Mass fluxes at Helheim Glacier, Kangerlussuaq Glacier and Jakobshavn Isbræ, Greenland, from 2000 to 2010. Data from Howat and others (Reference Howat2011). (a) Calving flux minus balance flux versus ice flux minus balance flux. (b) Calving flux (includes submarine melting) versus ice flux. In both panels, α indicates the best-fit slope of a linear regression; in (a), it specifically corresponds to the calving factor in the mass-flux calving parameterization (Eqn (11)).
The mass-flux calving parameterization essentially represents a small, but important, modification to the previously observed proportionality between calving and ice flow. If calving was truly proportional to ice flow, then tidewater glaciers would either always retreat or always advance. The (1 − α)U b term in Eqn (10) can therefore be thought of as a small correction that provides a mechanism for the calving rate to be either larger or smaller than the ice velocity. Furthermore, because α appears to be close to 1, variations in the calving rate are more strongly influenced by variations in terminus velocity than by variations in balance velocity.
There are a few caveats with the calving parameterization. First, steady-state can be achieved during model spin-up at any number of fixed terminus locations. Thus, in prognostic models it may be necessary to spin-up the model through several climate cycles to identify locations where the terminus will naturally stabilize. Second, in the parameterization the calving rate responds instantaneously to changes in surface and basal mass balance, even if those changes occur far upglacier from the terminus. In this sense, the parameterization requires that changes in surface and basal mass balance are slow and uniformly distributed across the glacier. However, given that the parameterization places more weight on changes in terminus velocity, non-uniform changes in surface and basal mass balance will likely have a small effect on model output.

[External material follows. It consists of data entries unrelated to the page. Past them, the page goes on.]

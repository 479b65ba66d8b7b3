//! Prompt scorers and their result types.

pub mod distance;
pub mod empirical;
pub mod judge;
pub mod suggest;
pub mod types;


pub use empirical::{DEFAULT_HEDGED_PATTERNS, EmpiricalScorer};
pub use judge::JudgeScorer;
pub use suggest::SuggestionSynthesizer;
pub use types::{EmpiricalDetails, EmpiricalResult, JudgeResult, ScoreRecord};
//! Promptgauge HTTP server entrypoint.

use std::net::SocketAddr;
use std::sync::Arc;
use std::time::Duration;

use mimalloc::MiMalloc;
use tokio::net::TcpListener;
use tokio::signal;

use promptgauge::{Config, HttpChatTransport, InMemoryScoreCache, LlmClient, ScoringPipeline};
use promptgauge_server::gateway::{HandlerState, create_router_with_state};

#[global_allocator]
static GLOBAL: MiMalloc = MiMalloc;

#[tokio::main]
async fn main() -> anyhow::Result<()> {
    println!(
        r#"
 ██████╗  █████╗ ██╗   ██╗ ██████╗ ███████╗
██╔════╝ ██╔══██╗██║   ██║██╔════╝ ██╔════╝
██║  ███╗███████║██║   ██║██║  ███╗█████╗
██║   ██║██╔══██║██║   ██║██║   ██║██╔══╝
╚██████╔╝██║  ██║╚██████╔╝╚██████╔╝███████╗
 ╚═════╝ ╚═╝  ╚═╝ ╚═════╝  ╚═════╝ ╚══════╝

        SCORE. DIAGNOSE. REFINE.
                                        MIT
"#
    );

    if std::env::args().any(|arg| arg == "--health-check") {
        std::process::exit(run_health_check());
    }

    tracing_subscriber::fmt()
        .with_env_filter(tracing_subscriber::EnvFilter::from_default_env())
        .init();

    let config = Config::from_env()?;
    config.validate()?;
    let addr: SocketAddr = config.socket_addr().parse()?;

    tracing::info!(
        bind_addr = %config.bind_addr,
        port = config.port,
        model = %config.model,
        empirical_runs = config.empirical_runs,
        "Promptgauge starting"
    );

    let transport = HttpChatTransport::new(config.base_url.clone(), config.api_key.clone());
    let client = LlmClient::new(transport, &config);
    let pipeline = Arc::new(ScoringPipeline::new(
        client,
        InMemoryScoreCache::new(),
        &config,
    ));
    let state = HandlerState::new(pipeline);

    let app = create_router_with_state(state);

    let listener = TcpListener::bind(addr).await?;
    tracing::info!(addr = %addr, "Server listening");

    axum::serve(listener, app)
        .with_graceful_shutdown(shutdown_signal())
        .await?;

    tracing::info!("Promptgauge shutdown complete");
    Ok(())
}

fn run_health_check() -> i32 {
    let port = std::env::var("GAUGE_PORT")
        .ok()
        .and_then(|p| p.parse::<u16>().ok())
        .unwrap_or(8080);

    let url = format!("http://127.0.0.1:{}/healthz", port);

    let rt = tokio::runtime::Builder::new_current_thread()
        .enable_all()
        .build()
        .expect("failed to build runtime");

    rt.block_on(async {
        let client = reqwest::Client::builder()
            .timeout(Duration::from_secs(1))
            .build()
            .expect("failed to build client");

        match client.get(&url).send().await {
            Ok(res) if res.status().is_success() => 0,
            _ => 1,
        }
    })
}

async fn shutdown_signal() {
    let ctrl_c = async {
        signal::ctrl_c()
            .await
            .expect("failed to install Ctrl+C handler");
    };

    #[cfg(unix)]
    let terminate = async {
        signal::unix::signal(signal::unix::SignalKind::terminate())
            .expect("failed to install SIGTERM handler")
            .recv()
            .await;
    };

    #[cfg(not(unix))]
    let terminate = std::future::pending::<()>();

    tokio::select! {
        _ = ctrl_c => {
            tracing::info!("Received Ctrl+C, initiating graceful shutdown");
        }
        _ = terminate => {
            tracing::info!("Received SIGTERM, initiating graceful shutdown");
        }
    }
}
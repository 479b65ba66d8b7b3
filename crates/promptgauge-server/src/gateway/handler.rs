use axum::{Json, extract::State};
use tracing::instrument;

use promptgauge::{ChatTransport, ScoreCache, ScoreRecord};

use crate::gateway::error::GatewayError;
use crate::gateway::payload::ScoreRequest;
use crate::gateway::state::HandlerState;

/// Scores a prompt and returns the full record.
///
/// Validation failures map to 422; upstream faults arrive already degraded
/// inside the record, so this handler has no 5xx path of its own.
#[instrument(skip(state, request), fields(prompt_len = request.prompt.len()))]
pub async fn score_handler<T, C>(
    State(state): State<HandlerState<T, C>>,
    Json(request): Json<ScoreRequest>,
) -> Result<Json<ScoreRecord>, GatewayError>
where
    T: ChatTransport + 'static,
    C: ScoreCache + 'static,
{
    let record = state.pipeline.score(&request.prompt).await?;
    Ok(Json(record))
}
//! Per-key deduplication of in-flight computations.
//!
//! The first caller for a key computes; concurrent callers for the same key
//! wait on the same permit and re-check the cache once it is released. Map
//! entries are removed when the last interested caller drops its permit, so
//! the map only holds keys that are actually in flight.

use std::collections::HashMap;
use std::sync::Arc;

use parking_lot::Mutex;
use tokio::sync::{Mutex as AsyncMutex, OwnedMutexGuard};

#[derive(Debug, Default)]
pub struct FlightGroup {
    flights: Mutex<HashMap<String, Arc<AsyncMutex<()>>>>,
}

impl FlightGroup {
    pub fn new() -> Self {
        Self::default()
    }

    /// Joins (or starts) the flight for `key`, resolving once the permit is
    /// exclusively held. Correct under concurrent first-touch: the slot is
    /// created or cloned under the map lock.
    pub async fn acquire(&self, key: &str) -> FlightPermit<'_> {
        let slot = {
            let mut flights = self.flights.lock();
            flights.entry(key.to_string()).or_default().clone()
        };

        let guard = slot.clone().lock_owned().await;

        FlightPermit {
            group: self,
            key: key.to_string(),
            slot,
            _guard: guard,
        }
    }

    /// Number of keys currently in flight.
    pub fn in_flight(&self) -> usize {
        self.flights.lock().len()
    }
}

/// Exclusive permit for one key; releases and cleans up on drop.
pub struct FlightPermit<'a> {
    group: &'a FlightGroup,
    key: String,
    slot: Arc<AsyncMutex<()>>,
    _guard: OwnedMutexGuard<()>,
}

impl Drop for FlightPermit<'_> {
    fn drop(&mut self) {
        let mut flights = self.group.flights.lock();
        // map + our slot + the guard's own handle account for three strong
        // references; anything above that is a waiter that still needs the
        // entry
        if Arc::strong_count(&self.slot) <= 3 {
            flights.remove(&self.key);
        }
    }
}
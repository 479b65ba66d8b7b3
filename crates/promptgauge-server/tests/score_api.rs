//! End-to-end tests over a real listener, mirroring how a deployed instance
//! is driven: HTTP in, JSON record out.

use std::sync::Arc;

use tokio::net::TcpListener;

use promptgauge::llm::mock::{MockChatTransport, chat_exchange};
use promptgauge::{Config, InMemoryScoreCache, LlmClient, ScoringPipeline};
use promptgauge_server::gateway::{HandlerState, create_router_with_state};

async fn spawn_server(transport: MockChatTransport) -> String {
    let config = Config {
        empirical_runs: 2,
        ..Config::default()
    };
    let client = LlmClient::new(transport, &config);
    let pipeline = Arc::new(ScoringPipeline::new(
        client,
        InMemoryScoreCache::new(),
        &config,
    ));
    let app = create_router_with_state(HandlerState::new(pipeline));

    let listener = TcpListener::bind("127.0.0.1:0").await.expect("bind");
    let addr = listener.local_addr().expect("local addr");
    tokio::spawn(async move {
        axum::serve(listener, app).await.expect("server runs");
    });

    format!("http://{addr}")
}

#[tokio::test]
async fn test_score_round_trip_over_http() {
    let transport = MockChatTransport::new();
    transport.push_judge(Ok(chat_exchange(
        r#"{"score": 82, "reasons": ["clear request"]}"#,
    )));
    let base = spawn_server(transport).await;

    let client = reqwest::Client::new();
    let response = client
        .post(format!("{base}/api/v1/score"))
        .json(&serde_json::json!({ "prompt": "Explain MVC in 3 bullets" }))
        .send()
        .await
        .expect("request succeeds");

    assert_eq!(response.status(), 200);
    let record: serde_json::Value = response.json().await.expect("json body");
    assert_eq!(record["llm"]["score"], 82);
    assert!(record["average"].as_u64().is_some());
    assert!(
        !record["suggested_prompt"]
            .as_str()
            .unwrap_or_default()
            .is_empty()
    );
}

#[tokio::test]
async fn test_empty_prompt_round_trip_returns_422() {
    let base = spawn_server(MockChatTransport::new()).await;

    let client = reqwest::Client::new();
    let response = client
        .post(format!("{base}/api/v1/score"))
        .json(&serde_json::json!({ "prompt": "" }))
        .send()
        .await
        .expect("request succeeds");

    assert_eq!(response.status(), 422);
    let body: serde_json::Value = response.json().await.expect("json body");
    assert_eq!(body["error"], "prompt is required");
}

#[tokio::test]
async fn test_repeat_call_is_cached() {
    let transport = MockChatTransport::new();
    let base = spawn_server(transport.clone()).await;

    let client = reqwest::Client::new();
    let body = serde_json::json!({ "prompt": "Summarize the request lifecycle" });

    let first: serde_json::Value = client
        .post(format!("{base}/api/v1/score"))
        .json(&body)
        .send()
        .await
        .expect("first request")
        .json()
        .await
        .expect("first body");
    let second: serde_json::Value = client
        .post(format!("{base}/api/v1/score"))
        .json(&body)
        .send()
        .await
        .expect("second request")
        .json()
        .await
        .expect("second body");

    assert_eq!(first, second);
    assert_eq!(transport.judge_calls(), 1);
    assert_eq!(transport.complete_calls(), 2);
}

#[tokio::test]
async fn test_health_endpoints_respond() {
    let base = spawn_server(MockChatTransport::new()).await;

    let client = reqwest::Client::new();

    let health = client
        .get(format!("{base}/healthz"))
        .send()
        .await
        .expect("healthz");
    assert_eq!(health.status(), 200);

    let ready = client
        .get(format!("{base}/ready"))
        .send()
        .await
        .expect("ready");
    assert_eq!(ready.status(), 200);
    let body: serde_json::Value = ready.json().await.expect("ready body");
    assert_eq!(body["model"], "gpt-4o-mini");
}
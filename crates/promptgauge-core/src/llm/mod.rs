//! Typed access to an OpenAI-compatible chat-completions endpoint.
//!
//! The endpoint is consumed through three fixed call shapes (judge, raw
//! completion, suggestion), each with its own timeout and retry policy. All
//! shapes degrade on failure instead of raising; the scoring pipeline never
//! sees a transport error.

pub mod client;
pub mod json;
pub mod prompts;
pub mod transport;
pub mod types;

#[cfg(any(test, feature = "mock"))]
pub mod mock;


pub use client::{JudgeReply, LlmClient};
pub use transport::{ChatExchange, ChatTransport, HttpChatTransport, TransportError};
pub use types::{ChatMessage, ChatRequest, ResponseFormat};

#[cfg(any(test, feature = "mock"))]
pub use mock::MockChatTransport;
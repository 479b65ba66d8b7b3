use serde::Deserialize;

/// Body of `POST /api/v1/score`.
#[derive(Debug, Clone, Deserialize)]
pub struct ScoreRequest {
    #[serde(default)]
    pub prompt: String,
}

Finally, the parameterization treats variations in terminus position as a continuous process. Consequently, the parameterization is unable to account for some potentially important processes, such as nonlinear glacier response to variable size and frequency of calving events (Amundson and Truffer, Reference Amundson and Truffer2010; Bassis, Reference Bassis2011). The calving factor α is likely to depend on these, and other, complex processes. In the model experiments below, I will treat the calving factor as a constant and test the model sensitivity to the choice of this constant.

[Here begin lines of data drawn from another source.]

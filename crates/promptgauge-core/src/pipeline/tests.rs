use std::sync::Arc;
use std::time::Duration;

use super::*;
use crate::cache::InMemoryScoreCache;
use crate::llm::mock::{MockChatTransport, chat_exchange};
use crate::llm::{LlmClient, TransportError};

const STABLE_JSON_OUTPUT: &str = r#"{"steps":["a","b"],"risks":["x"]}"#;

fn test_config() -> Config {
    Config {
        empirical_runs: 2,
        score_ttl: Duration::from_secs(60),
        ..Config::default()
    }
}

fn pipeline_over(
    transport: MockChatTransport,
) -> ScoringPipeline<MockChatTransport, InMemoryScoreCache> {
    let config = test_config();
    let client = LlmClient::new(transport, &config);
    ScoringPipeline::new(client, InMemoryScoreCache::new(), &config)
}

#[tokio::test]
async fn test_empty_prompt_rejected_without_upstream_calls() {
    let transport = MockChatTransport::new();
    let pipeline = pipeline_over(transport.clone());

    assert_eq!(pipeline.score("").await, Err(ScoreError::EmptyPrompt));
    assert_eq!(pipeline.score("   \n\t ").await, Err(ScoreError::EmptyPrompt));

    assert_eq!(transport.judge_calls(), 0);
    assert_eq!(transport.complete_calls(), 0);
    assert_eq!(transport.suggest_calls(), 0);
}

#[tokio::test]
async fn test_oversized_prompt_rejected() {
    let transport = MockChatTransport::new();
    let pipeline = pipeline_over(transport.clone());

    let oversized = "x".repeat(MAX_PROMPT_BYTES + 1);
    assert_eq!(
        pipeline.score(&oversized).await,
        Err(ScoreError::PromptTooLong {
            limit: MAX_PROMPT_BYTES
        })
    );
    assert_eq!(transport.judge_calls(), 0);
}

#[tokio::test]
async fn test_second_call_is_served_from_cache() {
    let transport = MockChatTransport::new();
    transport.push_judge(Ok(chat_exchange(r#"{"score": 80, "reasons": ["clear"]}"#)));
    let pipeline = pipeline_over(transport.clone());

    let first = pipeline
        .score("Explain MVC in 3 bullets")
        .await
        .expect("first call scores");
    let second = pipeline
        .score("Explain MVC in 3 bullets")
        .await
        .expect("second call scores");

    assert_eq!(first, second);
    assert_eq!(transport.judge_calls(), 1);
    assert_eq!(transport.complete_calls(), 2);
    assert_eq!(transport.suggest_calls(), 1);
}

#[tokio::test]
async fn test_normalized_prompts_share_cache_entry() {
    let transport = MockChatTransport::new();
    let pipeline = pipeline_over(transport.clone());

    let first = pipeline
        .score("  hello   world ")
        .await
        .expect("first call scores");
    let second = pipeline.score("hello world").await.expect("second call scores");

    assert_eq!(first, second);
    assert_eq!(transport.judge_calls(), 1);
}

#[tokio::test]
async fn test_single_flight_deduplicates_concurrent_calls() {
    let transport = MockChatTransport::new();
    transport.set_latency(Duration::from_millis(50));
    let pipeline = Arc::new(pipeline_over(transport.clone()));

    let mut handles = Vec::new();
    for _ in 0..8 {
        let pipeline = pipeline.clone();
        handles.push(tokio::spawn(async move {
            pipeline.score("Explain MVC in 3 bullets").await
        }));
    }

    let mut records = Vec::new();
    for handle in handles {
        records.push(handle.await.expect("task completes").expect("scores"));
    }

    for record in &records[1..] {
        assert_eq!(record, &records[0]);
    }
    assert_eq!(transport.judge_calls(), 1);
    assert_eq!(transport.complete_calls(), 2);
    assert_eq!(transport.suggest_calls(), 1);
}

#[tokio::test]
async fn test_average_reproduces_legacy_formula() {
    let transport = MockChatTransport::new();
    transport.push_judge(Ok(chat_exchange(r#"{"score": 80, "reasons": ["clear"]}"#)));
    transport.push_complete(Ok(chat_exchange(STABLE_JSON_OUTPUT)));
    transport.push_complete(Ok(chat_exchange(STABLE_JSON_OUTPUT)));
    let pipeline = pipeline_over(transport);

    let record = pipeline
        .score("List deployment steps as JSON")
        .await
        .expect("scores");

    assert_eq!(record.llm.score, 80);
    assert_eq!(record.empirical.score, 63);
    assert_eq!(record.empirical.details.variance, 0.0);
    // round(80 * 0.6 + (63 * 0.4) / 2.0) = round(60.6) — the empirical term
    // is halved on top of its weight
    assert_eq!(record.average, 61);
}

#[tokio::test(start_paused = true)]
async fn test_judge_hard_failure_still_yields_record() {
    let transport = MockChatTransport::new();
    for _ in 0..4 {
        transport.push_judge(Err(TransportError::Connection("refused".to_string())));
    }
    let pipeline = pipeline_over(transport);

    let record = pipeline.score("Explain MVC").await.expect("scores");

    assert_eq!(record.llm.score, 0);
    assert!(record.llm.reasons[0].contains("judge unavailable"));
    assert!(record.average <= 100);
    assert!(!record.suggested_prompt.is_empty());
}

#[tokio::test]
async fn test_suggestion_failure_falls_back_to_normalized_prompt() {
    let transport = MockChatTransport::new();
    transport.push_suggest(Err(TransportError::Connection("refused".to_string())));
    let pipeline = pipeline_over(transport);

    let record = pipeline.score("  Explain   MVC  ").await.expect("scores");

    assert_eq!(record.suggested_prompt, "Explain MVC");
}

#[test]
fn test_combined_average_edges() {
    assert_eq!(combined_average(0, 0), 0);
    assert_eq!(combined_average(100, 100), 80);
    assert_eq!(combined_average(100, 0), 60);
    assert_eq!(combined_average(0, 100), 20);
}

A more thorough analysis of the mass-flux calving parameterization would require data on terminus velocities, calving rates and balance velocities that span the duration of a complete tidewater glacier cycle. Unfortunately, however, these data do not currently exist. Nonetheless, despite uncertainty in the form of the parameterization, it appears to be consistent with available data and provides a starting point for discussing tidewater glacier dynamics in terms of mass fluxes.
3. NUMERICAL MODEL
I apply the mass-flux calving parameterization to a 1-D, depth- and width-integrated flow model. The model formulation works well for fast glacier flow in relatively narrow, well defined channels and has been used in the past to investigate glacier sensitivity to external forcings (Nick and others, Reference Nick, Vieli, Howat and Joughin2009, Reference Nick, van der Veen, Vieli and Benn2010, Reference Nick2012; Vieli and Nick, Reference Vieli and Nick2011), geometry (Enderlin and others, Reference Enderlin, Howat and Vieli2013a) and parameter uncertainty (Enderlin and others, Reference Enderlin, Howat and Vieli2013b). My aim with these experiments is to explore the general, large-scale behavior of tidewater glaciers. I therefore choose to use an ad hoc glacier geometry (Fig. 3) that is based on commonly observed geometries of glaciers and fjords in Alaska (e.g. Nolan and others, Reference Nolan, Motyka, Echelmeyer and Trabant1995; Nick and others, Reference Nick, van der Veen and Oerlemans2007; Motyka and others, Reference Motyka, Dryer, Amundson, Truffer and Fahnestock2013). The model domain consists of a large accumulation area that funnels ice into a fjord that reaches depths of a few hundred meters and has two shallow sills. The cross-sectional geometry is assumed to be rectangular, so that glacier width does not vary with time.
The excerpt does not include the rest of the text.